[Collected data entries]
= Beginning of Section =

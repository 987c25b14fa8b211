//! A counted multiset.
//!
//! Formulas, valence and hybridization tallies, ring sizes and ring words are
//! all [`Histogram`]s, as are the changes computed across a reaction (which
//! may hold negative counts). Keys with a zero count are never stored.

use std::{
    collections::{btree_map, BTreeMap},
    fmt::{Debug, Display},
};

#[derive(Clone, PartialEq, Eq, Hash)]
pub struct Histogram<K: Ord> {
    counts: BTreeMap<K, i64>,
}

impl<K: Ord> Default for Histogram<K> {
    fn default() -> Self {
        Self {
            counts: BTreeMap::new(),
        }
    }
}

impl<K: Ord> Histogram<K> {
    pub fn new() -> Self {
        Self::default()
    }

    /// Build a histogram from explicit `(key, count)` pairs.
    pub fn from_counts(counts: impl IntoIterator<Item = (K, i64)>) -> Self {
        let mut h = Self::new();
        for (k, n) in counts {
            h.add_n(k, n);
        }
        h
    }

    /// Count one more occurrence of `key`.
    pub fn add(&mut self, key: K) {
        self.add_n(key, 1);
    }

    /// Add `n` (possibly negative) occurrences of `key`, dropping the key if
    /// its count reaches zero.
    pub fn add_n(&mut self, key: K, n: i64) {
        if n == 0 {
            return;
        }
        match self.counts.entry(key) {
            btree_map::Entry::Vacant(slot) => {
                slot.insert(n);
            }
            btree_map::Entry::Occupied(mut slot) => {
                *slot.get_mut() += n;
                if *slot.get() == 0 {
                    slot.remove();
                }
            }
        }
    }

    /// Return the count of `key`, zero if absent.
    pub fn get(&self, key: &K) -> i64 {
        self.counts.get(key).copied().unwrap_or(0)
    }

    /// Number of distinct keys.
    pub fn len(&self) -> usize {
        self.counts.len()
    }

    pub fn is_empty(&self) -> bool {
        self.counts.is_empty()
    }

    /// Sum of all counts.
    pub fn total(&self) -> i64 {
        self.counts.values().sum()
    }

    pub fn iter(&self) -> impl Iterator<Item = (&K, i64)> {
        self.counts.iter().map(|(k, v)| (k, *v))
    }

    pub fn keys(&self) -> impl Iterator<Item = &K> {
        self.counts.keys()
    }

    /// Return `true` iff every `(key, count)` entry of `other` appears in
    /// `self` with exactly the same count.
    pub fn contains_all(&self, other: &Self) -> bool {
        other.iter().all(|(k, v)| self.get(k) == v)
    }

    /// Replace every count by its absolute value.
    pub fn abs(mut self) -> Self {
        for v in self.counts.values_mut() {
            *v = v.abs();
        }
        self
    }
}

impl<K: Ord + Clone> Histogram<K> {
    /// Add every count of `other` into `self`.
    pub fn merge(&mut self, other: &Self) {
        for (k, v) in other.iter() {
            self.add_n(k.clone(), v);
        }
    }

    /// Return `self - other`, key by key.
    pub fn difference(&self, other: &Self) -> Self {
        let mut out = self.clone();
        for (k, v) in other.iter() {
            out.add_n(k.clone(), -v);
        }
        out
    }
}

impl<K: Ord> FromIterator<K> for Histogram<K> {
    fn from_iter<I: IntoIterator<Item = K>>(iter: I) -> Self {
        let mut h = Self::new();
        h.extend(iter);
        h
    }
}

impl<K: Ord> Extend<K> for Histogram<K> {
    fn extend<I: IntoIterator<Item = K>>(&mut self, iter: I) {
        for k in iter {
            self.add(k);
        }
    }
}

impl<K: Ord + Debug> Debug for Histogram<K> {
    fn fmt(&self, f: &mut std::fmt::Formatter<'_>) -> std::fmt::Result {
        f.debug_map().entries(self.counts.iter()).finish()
    }
}

impl<K: Ord + Display> Display for Histogram<K> {
    fn fmt(&self, f: &mut std::fmt::Formatter<'_>) -> std::fmt::Result {
        for (i, (k, v)) in self.counts.iter().enumerate() {
            if i > 0 {
                write!(f, ", ")?;
            }
            write!(f, "{k}: {v}")?;
        }
        Ok(())
    }
}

= End of Section =

Try it – The output should be exactly the lines above from the line containing "btree_map::Entry::Occupied(mut slot) =>" to the line containing "pub fn contains_all(&self, other: &Self)", inclusive, with no other lines.

Solution –
            btree_map::Entry::Occupied(mut slot) => {
                *slot.get_mut() += n;
                if *slot.get() == 0 {
                    slot.remove();
                }
            }
        }
    }

    /// Return the count of `key`, zero if absent.
    pub fn get(&self, key: &K) -> i64 {
        self.counts.get(key).copied().unwrap_or(0)
    }

    /// Number of distinct keys.
    pub fn len(&self) -> usize {
        self.counts.len()
    }

    pub fn is_empty(&self) -> bool {
        self.counts.is_empty()
    }

    /// Sum of all counts.
    pub fn total(&self) -> i64 {
        self.counts.values().sum()
    }

    pub fn iter(&self) -> impl Iterator<Item = (&K, i64)> {
        self.counts.iter().map(|(k, v)| (k, *v))
    }

    pub fn keys(&self) -> impl Iterator<Item = &K> {
        self.counts.keys()
    }

    /// Return `true` iff every `(key, count)` entry of `other` appears in
    /// `self` with exactly the same count.
    pub fn contains_all(&self, other: &Self) -> bool {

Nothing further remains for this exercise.